For additional notes and resources check out Douglas’ website.
Name
- Judas Thomas
- Transliteration of Aramaic te'oma' (Hebrew te'om), Greek didymos
- These words mean "twin"
- The twin of Matthew (they are often mentioned together)?
- The twin of Jesus (Gnostic idea)? Highly doubtful.
Apostleship
- Matthew 10:3; Mark 3:38; Luke 6:15; John 11:16, 14:5, 20:24-29, 21:2 ; Acts 1:13.
- Known for doubt, yet courage is a more predominant characteristic: willingness to die (11:6).
- His wanting to know the way (John 14:5) triggers Jesus' famous response one verse later (John 14:6).
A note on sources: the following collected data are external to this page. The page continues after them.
//! Guard predicates for controlling state transitions.
//!
//! Guards are side-effect-free boolean functions that decide whether a
//! declared transition may fire right now. They take no arguments: a guard
//! closes over whatever context it inspects.

use std::fmt;
use std::sync::Arc;

/// Predicate that determines if a declared transition may execute.
///
/// Guards are evaluated lazily, by `can` and `transition`, never when the
/// graph is built or when available events are listed.
///
/// # Example
///
/// ```rust
/// use flowstate::core::Guard;
/// use std::sync::atomic::{AtomicBool, Ordering};
/// use std::sync::Arc;
///
/// let online = Arc::new(AtomicBool::new(false));
/// let flag = Arc::clone(&online);
/// let guard = Guard::new(move || flag.load(Ordering::SeqCst));
///
/// assert!(!guard.check());
/// online.store(true, Ordering::SeqCst);
/// assert!(guard.check());
/// ```
#[derive(Clone)]
pub struct Guard {
    predicate: Arc<dyn Fn() -> bool + Send + Sync>,
}

impl Guard {
    /// Create a guard from a predicate function.
    ///
    /// The predicate should be free of side effects and thread-safe
    /// (Send + Sync).
    pub fn new<F>(predicate: F) -> Self
    where
        F: Fn() -> bool + Send + Sync + 'static,
    {
        Guard {
            predicate: Arc::new(predicate),
        }
    }

    /// Evaluate the predicate.
    pub fn check(&self) -> bool {
        (self.predicate)()
    }
}

impl fmt::Debug for Guard {
    fn fmt(&self, f: &mut fmt::Formatter<'_>) -> fmt::Result {
        f.debug_struct("Guard").finish_non_exhaustive()
    }
}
- John 20 -- insistence on evidence
A look at Thomas from John's gospel
- John 11:16 (see v.8; 12:14-26)
- 20:24-29; 14:5
- 21:2
Later tradition
- According to Indian Christian tradition (esp. in the apocryphal Acts of Thomas), lots were cast. At first Thomas refused India, but later changed his mind.
- Trade routes (overland and maritime were open), and there were Jewish communities all over India, so there is no reason to reject the tradition.
- Thomas worked his way from North India to South India, beginning in 52 AD.
- He appointed overseers in these newly established churches.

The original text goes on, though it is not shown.